Wednesday, 8 October 2014

Duck or rabbit?

There used to be a standard disclaimer by non-fiction authors (once very common, now less so) in which, following thanks and acknowledgements to all those who in some way made their book possible through their scholarship or support, insist that 'any remaining errors are the author's own'.

How can the author be so sure that any errors are indeed his own? (Let's agree that female writers are incapable of such foolishness) By which I mean how can he possibly know that errors which remain ncorrected because they have not been identified are actually his?

My quibble is prompted by a a tweet from the Goldsmith shortlisted author Will Eaves:

Turing got the following bit of near-paradox past Wittgenstein without W noticing: "One can never know that one has not made a mistake."

It reminds me that I once had a short-lived habit of running some of Wittgenstein's more paradoxical aphorisms past my son (then aged six) and fondly recall this exchange:

"If a lion could speak we could not be able to understand him"

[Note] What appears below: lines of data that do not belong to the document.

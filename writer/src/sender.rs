//! Delivery of rendered payloads to the metrics ingest endpoint.
//!
//! A [`Transport`] receives one newline-separated payload per flush cycle.
//! [`HttpSender`] POSTs it with `reqwest`. Any HTTP response, whatever its
//! status, counts as a completed delivery; only transport-level failures are
//! errors, and they are never retried here.

use async_trait::async_trait;
use reqwest::header::{HeaderMap, HeaderName, HeaderValue, CONTENT_TYPE};
use reqwest::Url;
use shared::config::{RequestConfig, TlsSettings};
use std::collections::HashMap;
use std::path::PathBuf;
use std::time::Duration;
use thiserror::Error;

/// Content type of the line protocol payload.
pub const PAYLOAD_CONTENT_TYPE: &str = "text/plain; charset=utf-8";

const CONNECT_TIMEOUT: Duration = Duration::from_secs(10);
const REQUEST_TIMEOUT: Duration = Duration::from_secs(30);

/// Outcome of a delivery that reached the backend.
#[derive(Debug, Clone, PartialEq, Eq)]
pub struct DeliveryReport {
    /// HTTP status code returned by the backend.
    pub status: u16,
    /// Response body, as text.
    pub body: String,
}

impl DeliveryReport {
    /// Returns true for a 2xx status.
    #[must_use]
    pub fn is_success(&self) -> bool {
        (200..300).contains(&self.status)
    }
}

/// Errors raised while delivering a payload.
#[derive(Debug, Error)]
pub enum TransportError {
    /// The request could not be completed (connection, TLS, timeout).
    #[error("request to {url} failed: {source}")]
    Request {
        /// Destination URL.
        url: String,
        /// The underlying client error.
        source: reqwest::Error,
    },

    /// The transport is not able to deliver.
    #[error("transport unavailable: {0}")]
    Unavailable(String),
}

/// Errors raised while building the HTTP client.
#[derive(Debug, Error)]
pub enum ClientBuildError {
    /// The CA certificate file could not be read.
    #[error("failed to read CA certificate {}: {source}", path.display())]
    CaCertRead {
        /// Path of the certificate file.
        path: PathBuf,
        /// The underlying I/O error.
        source: std::io::Error,
    },

    /// The CA certificate is not valid PEM.
    #[error("invalid CA certificate {}: {source}", path.display())]
    CaCertParse {
        /// Path of the certificate file.
        path: PathBuf,
        /// The underlying client error.
        source: reqwest::Error,
    },

    /// A configured header name is not a valid HTTP header name.
    #[error("invalid header name '{0}'")]
    HeaderName(String),

    /// A configured header value is not a valid HTTP header value.
    #[error("invalid value for header '{0}'")]
    HeaderValue(String),

    /// The HTTP client could not be constructed.
    #[error("failed to build HTTP client: {0}")]
    Client(#[from] reqwest::Error),
}

/// Something that can deliver a rendered payload.
#[async_trait]
pub trait Transport: Send + Sync {
    /// Delivers one payload.
    ///
    /// # Errors
    ///
    /// Returns an error if the payload did not reach the backend.
    async fn deliver(&self, payload: String) -> Result<DeliveryReport, TransportError>;
}

/// Delivers payloads with an HTTP POST.
#[derive(Debug, Clone)]
pub struct HttpSender {
    client: reqwest::Client,
    url: Url,
}

impl HttpSender {
    /// Builds a sender from the request configuration.
    ///
    /// Every configured header, including the authorization header, is sent
    /// with each request.
    ///
    /// # Errors
    ///
    /// Returns an error if a header is invalid, the CA certificate cannot be
    /// loaded, or the client cannot be built.
    pub fn new(request: &RequestConfig) -> Result<Self, ClientBuildError> {
        let mut builder = reqwest::Client::builder()
            .default_headers(header_map(&request.headers)?)
            .connect_timeout(CONNECT_TIMEOUT)
            .timeout(REQUEST_TIMEOUT);
        builder = apply_tls(builder, &request.tls)?;

        Ok(Self {
            client: builder.build()?,
            url: request.url.clone(),
        })
    }

    /// The destination URL.
    #[must_use]
    pub fn url(&self) -> &Url {
        &self.url
    }
}

#[async_trait]
impl Transport for HttpSender {
    async fn deliver(&self, payload: String) -> Result<DeliveryReport, TransportError> {
        tracing::trace!(payload = %payload, "Payload to send");

        let response = self
            .client
            .post(self.url.clone())
            .body(payload)
            .send()
            .await
            .map_err(|source| TransportError::Request {
                url: self.url.to_string(),
                source,
            })?;

        let status = response.status();
        let headers = response
            .headers()
            .iter()
            .map(|(name, value)| format!("{name}={}", value.to_str().unwrap_or("<binary>")))
            .collect::<Vec<_>>()
            .join("\n");
        tracing::debug!(status = %status, "Response status");
        tracing::debug!(headers = %headers, "Response headers");

        let body = match response.text().await {
            Ok(body) => body,
            Err(e) => {
                tracing::debug!(error = %e, "Failed to read response body");
                String::new()
            }
        };
        tracing::debug!(body = %body, "Response body");

        Ok(DeliveryReport {
            status: status.as_u16(),
            body,
        })
    }
}

fn header_map(headers: &HashMap<String, String>) -> Result<HeaderMap, ClientBuildError> {
    let mut map = HeaderMap::with_capacity(headers.len() + 1);
    map.insert(CONTENT_TYPE, HeaderValue::from_static(PAYLOAD_CONTENT_TYPE));

    for (name, value) in headers {
        let header_name = HeaderName::from_bytes(name.as_bytes())
            .map_err(|_| ClientBuildError::HeaderName(name.clone()))?;
        let header_value =
            HeaderValue::from_str(value).map_err(|_| ClientBuildError::HeaderValue(name.clone()))?;
        map.insert(header_name, header_value);
    }

    Ok(map)
}

fn apply_tls(
    mut builder: reqwest::ClientBuilder,
    tls: &TlsSettings,
) -> Result<reqwest::ClientBuilder, ClientBuildError> {
    if tls.insecure_skip_verify {
        tracing::warn!("TLS certificate verification is disabled");
        builder = builder.danger_accept_invalid_certs(true);
    }

    if let Some(path) = &tls.ca_cert_file {
        let pem = std::fs::read(path).map_err(|source| ClientBuildError::CaCertRead {
            path: path.clone(),
            source,
        })?;
        let cert = reqwest::Certificate::from_pem(&pem).map_err(|source| {
            ClientBuildError::CaCertParse {
                path: path.clone(),
                source,
            }
        })?;
        builder = builder.add_root_certificate(cert);
    }

    Ok(builder)
}
//! Dynatrace Writer Shared Library
//!
//! This crate contains the types shared by the export pipeline and the CLI:
//! sample and metric models, the line protocol, and configuration resolution.
//!
//! # Modules
//!
//! - [`models`] - Raw samples and exported metrics
//! - [`convert`] - Sample to metric conversion and tag retention
//! - [`config`] - Layered configuration resolution
//!
//! # Example
//!
//! ```
//! use shared::convert::MetricConverter;
//! use shared::models::RawSample;
//!
//! let sample = RawSample::new("http_reqs", 1.0).with_tag("method", "GET");
//! let line = MetricConverter::default().convert(sample).render();
//!
//! assert!(line.starts_with(r#"k6.http_reqs,method="GET" 1 "#));
//! ```

#![deny(unsafe_code)]
#![warn(missing_docs)]
#![warn(clippy::all)]
#![warn(clippy::pedantic)]

pub mod config;
pub mod convert;
pub mod models;

/// Re-export common dependencies for convenience.
pub use chrono;
pub use serde;
pub use serde_json;
pub use validator;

To which he replied in a growly voice:

"Yes we would. I'M HUNGRY! GRRRRR!"

He was good at cutting to the heart of a paradox (as children tend to be). When presented with Wittgenstein's famous image and asked "Is this a duck or a rabbit?" he replied "Yes. It's a duck or a rabbit."

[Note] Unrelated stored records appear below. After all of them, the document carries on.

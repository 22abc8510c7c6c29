//! Request configuration derived from a resolved [`Config`].
//!
//! The destination URL is only parsed here, so a bad URL surfaces as a
//! [`RequestConfigError`] when the transport is being set up, not as a
//! [`ConfigError`](super::ConfigError) during resolution.

use std::collections::HashMap;
use std::path::PathBuf;
use thiserror::Error;
use url::Url;

use super::Config;

/// Header carrying the API token.
pub const AUTHORIZATION_HEADER: &str = "Authorization";

/// Errors raised while deriving the request configuration.
#[derive(Debug, Error)]
pub enum RequestConfigError {
    /// No destination URL was configured in any source.
    #[error("no destination url configured")]
    MissingUrl,

    /// The destination URL does not parse.
    #[error("invalid destination url '{value}': {source}")]
    InvalidUrl {
        /// The raw URL.
        value: String,
        /// The underlying parse error.
        source: url::ParseError,
    },
}

/// TLS settings for the HTTP client.
#[derive(Debug, Clone, Default, PartialEq, Eq)]
pub struct TlsSettings {
    /// Accept any server certificate.
    pub insecure_skip_verify: bool,
    /// Extra PEM CA certificate to trust.
    pub ca_cert_file: Option<PathBuf>,
}

/// Everything the transport needs to issue a request.
#[derive(Debug, Clone, PartialEq, Eq)]
pub struct RequestConfig {
    /// Parsed destination URL.
    pub url: Url,
    /// Final request headers, including the authorization header.
    pub headers: HashMap<String, String>,
    /// TLS settings.
    pub tls: TlsSettings,
}

impl RequestConfig {
    /// Derives the request configuration from a resolved configuration.
    ///
    /// # Errors
    ///
    /// Returns an error if the URL is missing or does not parse.
    pub fn from_config(config: &Config) -> Result<Self, RequestConfigError> {
        let raw = config
            .url
            .as_deref()
            .filter(|raw| !raw.is_empty())
            .ok_or(RequestConfigError::MissingUrl)?;
        let url = Url::parse(raw).map_err(|source| RequestConfigError::InvalidUrl {
            value: raw.to_string(),
            source,
        })?;

        let mut headers = config.headers.clone();
        if let Some(token) = config.api_token.as_deref().filter(|t| !t.is_empty()) {
            headers.retain(|name, _| !name.eq_ignore_ascii_case(AUTHORIZATION_HEADER));
            headers.insert(
                AUTHORIZATION_HEADER.to_string(),
                format!("Api-Token {token}"),
            );
        }

        Ok(Self {
            url,
            headers,
            tls: TlsSettings {
                insecure_skip_verify: config.insecure_skip_tls_verify,
                ca_cert_file: config.ca_cert_file.as_ref().map(PathBuf::from),
            },
        })
    }
}

#[cfg(test)]
mod tests {
    use super::*;

    fn config_with_url(url: &str) -> Config {
        Config {
            url: Some(url.to_string()),
            ..Config::default()
        }
    }

    #[test]
    fn test_request_config_parses_url() {
        let request = RequestConfig::from_config(&config_with_url("https://h/api")).unwrap();
        assert_eq!(request.url.as_str(), "https://h/api");
        assert!(request.headers.is_empty());
        assert_eq!(request.tls, TlsSettings::default());
    }

    #[test]
    fn test_request_config_missing_url() {
        let result = RequestConfig::from_config(&Config::default());
        assert!(matches!(result, Err(RequestConfigError::MissingUrl)));

        let result = RequestConfig::from_config(&config_with_url(""));
        assert!(matches!(result, Err(RequestConfigError::MissingUrl)));
    }

    #[test]
    fn test_request_config_invalid_url() {
        let result = RequestConfig::from_config(&config_with_url("some-url"));
        match result {
            Err(RequestConfigError::InvalidUrl { value, .. }) => assert_eq!(value, "some-url"),
            other => panic!("expected invalid url, got {other:?}"),
        }
    }

    #[test]
    fn test_request_config_adds_token_header() {
        let mut config = config_with_url("https://h/api");
        config.api_token = Some("dt0c01.abc".to_string());
        config
            .headers
            .insert("authorization".to_string(), "Basic xyz".to_string());
        config
            .headers
            .insert("X-Header".to_string(), "value".to_string());

        let request = config.request_config().unwrap();

        assert_eq!(request.headers.len(), 2);
        assert_eq!(
            request.headers.get(AUTHORIZATION_HEADER),
            Some(&"Api-Token dt0c01.abc".to_string())
        );
        assert_eq!(request.headers.get("X-Header"), Some(&"value".to_string()));
    }

    #[test]
    fn test_request_config_tls_settings() {
        let mut config = config_with_url("https://h/api");
        config.insecure_skip_tls_verify = true;
        config.ca_cert_file = Some("certs/ca.pem".to_string());

        let request = config.request_config().unwrap();

        assert!(request.tls.insecure_skip_verify);
        assert_eq!(
            request.tls.ca_cert_file,
            Some(PathBuf::from("certs/ca.pem"))
        );
    }
}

The first appearance of this unattributed drawing was in the 23 October 1892 issue of Fliegende Blätter, a German humour magazine. It was captioned "Welche Thiere gleichen einander am meisten?" ("Which animals are most like each other?"), with "Kaninchen und Ente" ("Rabbit and Duck") written underneath.


Wittgenstein would later use it in his Philosophical Investigations, published posthumously in 1953, that a book confirms the old adage about philosophy making the complex simple and the simple complex. I am to Wittgenstein scholarship what Jeremy Clarkson is to - well, Wittgenstein scholarship, so my admiration is that of a muddy yokel gazing at a princess .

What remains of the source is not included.